A 2ª edição do livro é complementada com um capítulo em que a antropóloga faz uma analogia entre o cangaço e a violência dos dias atuais, definida por ela como uma versão mais forte do banditismo liderado por Lampião.

Luitgarde é autora também do livro “A Terra da Mãe de Deus”, que conta a história do Padre Cícero e as romarias de Juazeiro. A vinda da escritora ao Cariri coincide com o aniversário de 82 anos da visita de Lampião a Juazeiro do Norte, em março de 1926, a convite de Floro Bartolomeu para integrar o Batalhão Patriótico no combate à Coluna Prestes. Na oportunidade, Lampião foi entrevistado pelo médico do Crato, Octacílio Macedo.

O cangaceiro estava hospedado no sobrado de João Mendes de Oliveira e, durante a entrevista, foi várias vezes à janela, atirando moedas para o povo que se aglomerava na rua. De acordo com Luitgarde, essa atitude de Lampião pode ser considerada um “marketing”, com o objetivo de conquistar a simpatia dos romeiros seguidores do Padre Cícero.

O livro de Luitgarde, resultado de uma pesquisa de 30 anos, transforma o cangaceiro em um braço direito dos coronéis. Segundo ela, Lampião, que iniciou as lutas sem nenhum motivo social, esteve sempre ao lado dos poderosos. A pesquisadora também defende que o assassinato dele, em 1938, foi motivado por questões econômicas que envolviam a transferência das verbas de combate ao cangaço para a indústria açucareira do Nordeste.

A escritora desmistifica a idéia de que o bando formava um movimento social de origem pobre que se contrapôs ao poder dominante da época. “O cangaço nasceu de proprietários remediados, comerciantes e donos de tropas de cavalos e burros”, afirma.

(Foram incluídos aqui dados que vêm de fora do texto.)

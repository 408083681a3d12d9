use std::collections::HashMap;
use std::sync::Arc;

use overflow_repository::{CommitOutcome, VoteTarget};
use overflow_shared::types::{
    Direction, UserId, VotableId, VotableKind, VoteIntent, VoteOutcome, VoteState,
};
use tracing::{debug, info, warn};

use crate::errors::VoteError;
use crate::votes::machine;

/// `VoteService` runs the vote state machine for every votable kind.
///
/// It manages a registry of `VoteTarget`s keyed by kind. The recorded state is
/// always re-derived from the target before a transition is planned; the
/// client's intent only says what the client believes that state to be.
#[derive(Default, Clone)]
pub struct VoteService {
    targets: HashMap<VotableKind, Arc<dyn VoteTarget>>,
}

impl VoteService {
    /// Creates a new `VoteService` with an empty target registry.
    pub fn new() -> Self {
        Self {
            targets: HashMap::new(),
        }
    }

    /// Registers the target for the kind it reports, replacing any previous one.
    pub fn register_target(&mut self, target: Arc<dyn VoteTarget>) {
        self.targets.insert(target.kind(), target);
    }

    pub fn is_registered(&self, kind: VotableKind) -> bool {
        self.targets.contains_key(&kind)
    }

    /// Records a first vote. `is_down` selects the direction.
    pub async fn cast(
        &self,
        kind: VotableKind,
        id: VotableId,
        user_id: UserId,
        is_down: bool,
    ) -> Result<VoteOutcome, VoteError> {
        let intent = VoteIntent::Cast(Direction::from_is_down(is_down));
        self.apply(kind, id, user_id, intent).await
    }

    /// Withdraws the user's vote. `was_up` names the vote being withdrawn.
    pub async fn retract(
        &self,
        kind: VotableKind,
        id: VotableId,
        user_id: UserId,
        was_up: bool,
    ) -> Result<VoteOutcome, VoteError> {
        let intent = VoteIntent::Retract(Direction::from_was_up(was_up));
        self.apply(kind, id, user_id, intent).await
    }

    /// Flips the user's vote to `to`.
    pub async fn switch_vote(
        &self,
        kind: VotableKind,
        id: VotableId,
        user_id: UserId,
        to: Direction,
    ) -> Result<VoteOutcome, VoteError> {
        self.apply(kind, id, user_id, VoteIntent::Switch(to)).await
    }

    /// Applies an intent for `user_id` on the entity.
    ///
    /// # Returns
    ///
    /// * `Ok(outcome)` with `applied == true` - The transition was committed
    /// * `Ok(outcome)` with `applied == false` - The recorded state did not allow the
    ///   intent; `outcome` carries the recorded state and count
    /// * `Err(VoteError)` - Unknown entity, unregistered kind or store failure
    pub async fn apply(
        &self,
        kind: VotableKind,
        id: VotableId,
        user_id: UserId,
        intent: VoteIntent,
    ) -> Result<VoteOutcome, VoteError> {
        let target = self
            .targets
            .get(&kind)
            .ok_or(VoteError::UnregisteredKind(kind))?;

        let current = match target.user_vote_state(user_id, id).await {
            Ok(state) => state,
            Err(e) => {
                // A wrong hint comes back from the guarded commit as Stale.
                warn!(error = %e, %kind, %id, "Vote state read failed, using client hint");
                intent.expected_state()
            }
        };

        let transition = match machine::plan(intent, current) {
            Ok(transition) => transition,
            Err(mismatch) => {
                debug!(
                    %kind,
                    %id,
                    %user_id,
                    %mismatch,
                    "Vote intent does not match recorded state"
                );
                return self.recorded_outcome(target.as_ref(), id, user_id).await;
            }
        };

        match target.commit_transition(user_id, id, transition).await? {
            CommitOutcome::Applied { vote_count } => {
                info!(
                    %kind,
                    %id,
                    %user_id,
                    intent = intent.name(),
                    delta = transition.delta(),
                    vote_count,
                    "Vote applied"
                );
                Ok(VoteOutcome {
                    kind,
                    id,
                    state: transition.to,
                    vote_count,
                    applied: true,
                })
            }
            CommitOutcome::Stale => {
                warn!(%kind, %id, %user_id, intent = intent.name(), "Vote changed concurrently");
                self.recorded_outcome(target.as_ref(), id, user_id).await
            }
        }
    }

    /// Reads the authoritative state and count for a rejected intent.
    async fn recorded_outcome(
        &self,
        target: &dyn VoteTarget,
        id: VotableId,
        user_id: UserId,
    ) -> Result<VoteOutcome, VoteError> {
        let kind = target.kind();
        let vote_count = target
            .vote_count(id)
            .await?
            .ok_or(VoteError::NotFound { kind, id })?;
        let state: VoteState = target.user_vote_state(user_id, id).await?;

        Ok(VoteOutcome {
            kind,
            id,
            state,
            vote_count,
            applied: false,
        })
    }
}

#[cfg(test)]
mod tests {
    use super::*;
    use async_trait::async_trait;
    use overflow_repository::{
        ContentRepository, InMemoryStore, InMemoryVoteTarget, RepositoryError, UserRepository,
    };
    use overflow_shared::types::{
        CommentParent, ConversionError, NewAnswer, NewComment, NewQuestion, Transition, User,
    };
    use std::sync::atomic::{AtomicBool, Ordering};
    use uuid::Uuid;

    struct Fixture {
        store: Arc<InMemoryStore>,
        service: VoteService,
        user: User,
    }

    async fn fixture() -> Fixture {
        let store = Arc::new(InMemoryStore::new());
        let mut service = VoteService::new();
        for target in store.vote_targets() {
            service.register_target(Arc::new(target));
        }
        let user = store.create_user("voter", false).await.unwrap();
        Fixture { store, service, user }
    }

    async fn question_with_count(f: &Fixture, count: i64) -> VotableId {
        let question = f
            .store
            .create_question(&NewQuestion {
                author_id: f.user.id,
                title: "Borrowing in closures".to_string(),
                text: "Why does this move?".to_string(),
                tags: vec!["closures".to_string()],
            })
            .await
            .unwrap();
        f.store
            .set_vote_count(VotableKind::Question, question.id, count)
            .await
            .unwrap();
        question.id
    }

    #[tokio::test]
    async fn test_question_up_down_up_from_66() {
        let f = fixture().await;
        let id = question_with_count(&f, 66).await;

        let up = f.service.cast(VotableKind::Question, id, f.user.id, false).await.unwrap();
        assert!(up.applied);
        assert_eq!(up.vote_count, 67);
        assert_eq!(up.state, VoteState::Up);

        let down = f
            .service
            .switch_vote(VotableKind::Question, id, f.user.id, Direction::Down)
            .await
            .unwrap();
        assert_eq!(down.vote_count, 65);
        assert_eq!(down.state, VoteState::Down);

        let up_again = f
            .service
            .switch_vote(VotableKind::Question, id, f.user.id, Direction::Up)
            .await
            .unwrap();
        assert_eq!(up_again.vote_count, 67);

        let profile = f.store.get_profile(f.user.id).await.unwrap().unwrap();
        assert!(profile.upvoted.contains(&id));
        assert!(!profile.downvoted.contains(&id));
    }

    #[tokio::test]
    async fn test_answer_from_49_and_comment_from_25() {
        let f = fixture().await;
        let question = question_with_count(&f, 0).await;
        let answer = f
            .store
            .create_answer(&NewAnswer {
                question_id: question,
                author_id: f.user.id,
                text: "Use move".to_string(),
            })
            .await
            .unwrap();
        f.store.set_vote_count(VotableKind::Answer, answer.id, 49).await.unwrap();
        let comment = f
            .store
            .create_comment(&NewComment {
                parent: CommentParent {
                    kind: VotableKind::Answer,
                    id: answer.id,
                },
                author_id: f.user.id,
                text: "Works".to_string(),
            })
            .await
            .unwrap();
        f.store.set_vote_count(VotableKind::Comment, comment.id, 25).await.unwrap();

        let answer_up = f
            .service
            .cast(VotableKind::Answer, answer.id, f.user.id, false)
            .await
            .unwrap();
        assert_eq!(answer_up.vote_count, 50);
        let answer_down = f
            .service
            .switch_vote(VotableKind::Answer, answer.id, f.user.id, Direction::Down)
            .await
            .unwrap();
        assert_eq!(answer_down.vote_count, 48);

        let comment_up = f
            .service
            .cast(VotableKind::Comment, comment.id, f.user.id, false)
            .await
            .unwrap();
        assert_eq!(comment_up.vote_count, 26);
        let comment_down = f
            .service
            .switch_vote(VotableKind::Comment, comment.id, f.user.id, Direction::Down)
            .await
            .unwrap();
        assert_eq!(comment_down.vote_count, 24);
    }

    #[tokio::test]
    async fn test_double_cast_returns_recorded_state() {
        let f = fixture().await;
        let id = question_with_count(&f, 5).await;

        f.service.cast(VotableKind::Question, id, f.user.id, false).await.unwrap();
        let second = f.service.cast(VotableKind::Question, id, f.user.id, false).await.unwrap();

        assert!(!second.applied);
        assert_eq!(second.vote_count, 6);
        assert_eq!(second.state, VoteState::Up);
    }

    #[tokio::test]
    async fn test_stale_retract_does_not_apply_client_delta() {
        let f = fixture().await;
        let id = question_with_count(&f, 3).await;
        f.service.cast(VotableKind::Question, id, f.user.id, true).await.unwrap();

        // Client believes it upvoted; the server recorded a downvote.
        let outcome = f.service.retract(VotableKind::Question, id, f.user.id, true).await.unwrap();
        assert!(!outcome.applied);
        assert_eq!(outcome.state, VoteState::Down);
        assert_eq!(outcome.vote_count, 2);
    }

    #[tokio::test]
    async fn test_votes_from_different_users_are_independent() {
        let f = fixture().await;
        let id = question_with_count(&f, 0).await;
        let other = f.store.create_user("other", false).await.unwrap();

        f.service.cast(VotableKind::Question, id, f.user.id, false).await.unwrap();
        let outcome = f.service.cast(VotableKind::Question, id, other.id, true).await.unwrap();

        assert!(outcome.applied);
        assert_eq!(outcome.vote_count, 0);
        let first = f.store.get_profile(f.user.id).await.unwrap().unwrap();
        let second = f.store.get_profile(other.id).await.unwrap().unwrap();
        assert_eq!(first.vote_state(&id), VoteState::Up);
        assert_eq!(second.vote_state(&id), VoteState::Down);
    }

    #[tokio::test]
    async fn test_unknown_entity_is_not_found() {
        let f = fixture().await;
        let missing = Uuid::new_v4();

        let cast = f.service.cast(VotableKind::Answer, missing, f.user.id, false).await;
        assert!(matches!(cast, Err(VoteError::NotFound { kind: VotableKind::Answer, .. })));

        let retract = f.service.retract(VotableKind::Answer, missing, f.user.id, true).await;
        assert!(matches!(retract, Err(VoteError::NotFound { .. })));
    }

    #[tokio::test]
    async fn test_unregistered_kind() {
        let service = VoteService::new();
        let result = service
            .cast(VotableKind::Comment, Uuid::new_v4(), Uuid::new_v4(), false)
            .await;
        assert!(matches!(result, Err(VoteError::UnregisteredKind(VotableKind::Comment))));
    }

    /// Fails the first state read, then delegates to the in-memory target.
    struct FlakyReadTarget {
        inner: InMemoryVoteTarget,
        failed: AtomicBool,
    }

    #[async_trait]
    impl VoteTarget for FlakyReadTarget {
        fn kind(&self) -> VotableKind {
            self.inner.kind()
        }

        async fn vote_count(&self, id: VotableId) -> Result<Option<i64>, RepositoryError> {
            self.inner.vote_count(id).await
        }

        async fn user_vote_state(
            &self,
            user_id: UserId,
            id: VotableId,
        ) -> Result<VoteState, RepositoryError> {
            if !self.failed.swap(true, Ordering::SeqCst) {
                return Err(RepositoryError::InvalidStoredValue(
                    ConversionError::InvalidDirection(9),
                ));
            }
            self.inner.user_vote_state(user_id, id).await
        }

        async fn commit_transition(
            &self,
            user_id: UserId,
            id: VotableId,
            transition: Transition,
        ) -> Result<CommitOutcome, RepositoryError> {
            self.inner.commit_transition(user_id, id, transition).await
        }
    }

    #[tokio::test]
    async fn test_failed_read_falls_back_to_client_hint() {
        let f = fixture().await;
        let id = question_with_count(&f, 10).await;
        let mut service = VoteService::new();
        service.register_target(Arc::new(FlakyReadTarget {
            inner: InMemoryVoteTarget::new(Arc::clone(&f.store), VotableKind::Question),
            failed: AtomicBool::new(false),
        }));

        let outcome = service.cast(VotableKind::Question, id, f.user.id, false).await.unwrap();
        assert!(outcome.applied);
        assert_eq!(outcome.vote_count, 11);
    }

    #[tokio::test]
    async fn test_failed_read_with_wrong_hint_is_guarded() {
        let f = fixture().await;
        let id = question_with_count(&f, 10).await;
        f.service.cast(VotableKind::Question, id, f.user.id, false).await.unwrap();

        let mut service = VoteService::new();
        service.register_target(Arc::new(FlakyReadTarget {
            inner: InMemoryVoteTarget::new(Arc::clone(&f.store), VotableKind::Question),
            failed: AtomicBool::new(false),
        }));

        // The hint says "no vote yet" but the guard sees the recorded upvote.
        let outcome = service.cast(VotableKind::Question, id, f.user.id, false).await.unwrap();
        assert!(!outcome.applied);
        assert_eq!(outcome.vote_count, 11);
        assert_eq!(outcome.state, VoteState::Up);
    }
}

Ela aponta que o próprio Virgulino Ferreira, antes de tornar-se Lampião, possuía terras e animais. “Ele era almocreve, uma espécie de mercador que percorria as estradas do Nordeste, tangendo tropas de burros, transportando mercadorias”, afirma.

“Ainda jovem, em 1916, começou a agir como cangaceiro, sendo cabra dos Porcino, uma família criminosa que agia em Alagoas”, conta, referindo-se ao grupo dos irmãos Pedro, Antônio e Manuel Porcino. Segundo a pesquisadora, Virgulino Ferreira, antes de se entregar definitivamente ao cangaço, em 1922, vivia uma dupla personalidade, um misto de comerciante e bandido. Em Pernambuco, ele era um proprietário, com sua tropa de burro, e fazia comércio com a vizinhança. Na Bahia e Sergipe, praticava crimes.

De acordo com Luitgarde, essa série de crimes em que Lampião se envolve, como invasões a cidades e troca de tiros, é o caminho que conduz à morte do pai de Lampião, José Ferreira dos Santos. “Com a morte do pai, Virgulino apelou para o código sertanejo de vingança para justificar suas ações”, diz Luitgarde, esclarecendo que foi apenas um desculpa para justificar os seus atos criminosos.

A partir de 1922, já com seu próprio bando, ele passa a se envolver com os coronéis. Ela diz que seus grandes protetores foram desembargadores, juízes, políticos e industriais.